Low-cost optimization of existing resources, such as use of a second observer or water-aided
colonoscopy, were recently found to be able to significantly increase colon adenoma detection
rate (ADR).
Previous studies that examined whether the presence of an additional observer, more
specifically a GI fellow, during colonoscopy can enhance detection of all polyps and adenomas
yielded conflicting results. Of note, all of the aforementioned studies were retrospective
and robust evidence derived from well—designed randomized controlled trials (RCTs) are
lacking.
.
Technical procedure In the control arm all colonoscopy will be performed by full-time
board-certified gastroenterologists who have each done more than 5000 colonoscopy
examinations.
In the investigation arm colonoscopy will be performed by gastroenterology fellows. The
fellows will always start the case and proceed generally until they are unable to make
further progress despite "coaching" from the staff attending.
During the procedures with fellows, the staff attending will always actively participate in
the entire procedure and assess for the presence of any lesions.
Colonoscopies will be performed by using only high-definition white-light (HDWL) scopes
(Olympus 180 series CF H180).
Bowel preparation will be uniform and consist of 4 L of polyethylene glycol. All detected
lesions will be endoscopically removed and samples will be sent to pathologists for
histological diagnosis.
Treatment strategy Patients complying with the eligibility criteria will be randomized in a
1:1 fashion to undergo colonoscopy performed by a trainee (under attending physician
supervision) or colonoscopy performed by an experienced physician.

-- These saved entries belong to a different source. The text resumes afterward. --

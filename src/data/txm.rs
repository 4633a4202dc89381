// SPDX-License-Identifier: MIT

use crate::common::error::AppError;
use alloy::primitives::{Address, Bytes, U256};
use sqlx::{Row, Sqlite};

/// Metadata attached to a fulfillment transaction. `max_link` tags the
/// worst-case cost so in-flight rows can be counted as reserved budget.
#[derive(Debug, Clone)]
pub struct EthTxMeta {
    pub request_id: U256,
    pub max_link: U256,
}

#[derive(Debug, Clone, Copy)]
pub enum TxStrategy {
    /// Send unconditionally; the fulfillment was already simulated.
    SendEvery,
}

impl TxStrategy {
    fn as_str(self) -> &'static str {
        match self {
            TxStrategy::SendEvery => "send_every",
        }
    }
}

#[derive(Debug, Clone)]
pub struct NewTx {
    pub from_address: Address,
    pub to_address: Address,
    pub encoded_payload: Bytes,
    pub gas_limit: u64,
    pub meta: EthTxMeta,
    pub min_confirmations: u32,
    pub strategy: TxStrategy,
}

/// Enqueues transactions for the external submitter by writing `eth_txes`
/// rows. The submitter owns everything after the row exists; this side never
/// cancels or resubmits.
#[derive(Clone, Default)]
pub struct TxManager;

impl TxManager {
    pub fn new() -> Self {
        Self
    }

    /// Insert the queue row. Takes any executor so the caller can make the
    /// enqueue atomic with the consumed marker and the run record.
    pub async fn create_eth_transaction<'e, E>(&self, executor: E, tx: NewTx) -> Result<i64, AppError>
    where
        E: sqlx::Executor<'e, Database = Sqlite>,
    {
        let row = sqlx::query(
            "INSERT INTO eth_txes \
             (from_address, to_address, encoded_payload, gas_limit, request_id, max_link, min_confirmations, strategy) \
             VALUES (?, ?, ?, ?, ?, ?, ?, ?) RETURNING id",
        )
        .bind(tx.from_address.to_string())
        .bind(tx.to_address.to_string())
        .bind(tx.encoded_payload.as_ref())
        .bind(tx.gas_limit as i64)
        .bind(tx.meta.request_id.to_string())
        .bind(tx.meta.max_link.to_string())
        .bind(tx.min_confirmations as i64)
        .bind(tx.strategy.as_str())
        .fetch_one(executor)
        .await?;
        Ok(row.get("id"))
    }
}

#[cfg(test)]
mod tests {
    use super::*;
    use crate::data::db::Database;

    #[tokio::test]
    async fn enqueued_tx_reserves_its_max_link() {
        let db = Database::new("sqlite::memory:").await.expect("db");
        let txm = TxManager::new();
        let from = Address::with_last_byte(3);

        let id = txm
            .create_eth_transaction(
                db.pool(),
                NewTx {
                    from_address: from,
                    to_address: Address::with_last_byte(9),
                    encoded_payload: Bytes::from(vec![0xde, 0xad]),
                    gas_limit: 500_000,
                    meta: EthTxMeta {
                        request_id: U256::from(11u64),
                        max_link: U256::from(600u64),
                    },
                    min_confirmations: 12,
                    strategy: TxStrategy::SendEvery,
                },
            )
            .await
            .unwrap();
        assert!(id > 0);

        // A freshly enqueued row is in-flight and counts as reserved.
        assert_eq!(db.reserved_link(from).await.unwrap(), U256::from(600u64));
    }
}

Sample size calculation and statistical considerations On the basis of previous retrospective
comparative reports, the study is designed to detect an increase in ADR by 8%. Therefore, 812
patients (406 per arm) will be required to have a 80% power to detect the target difference
at a 0.05 significance level (two sided). The primary endpoint will be ADR. In order to
collect the estimated sample size, up to 1 year of recruiting will be needed.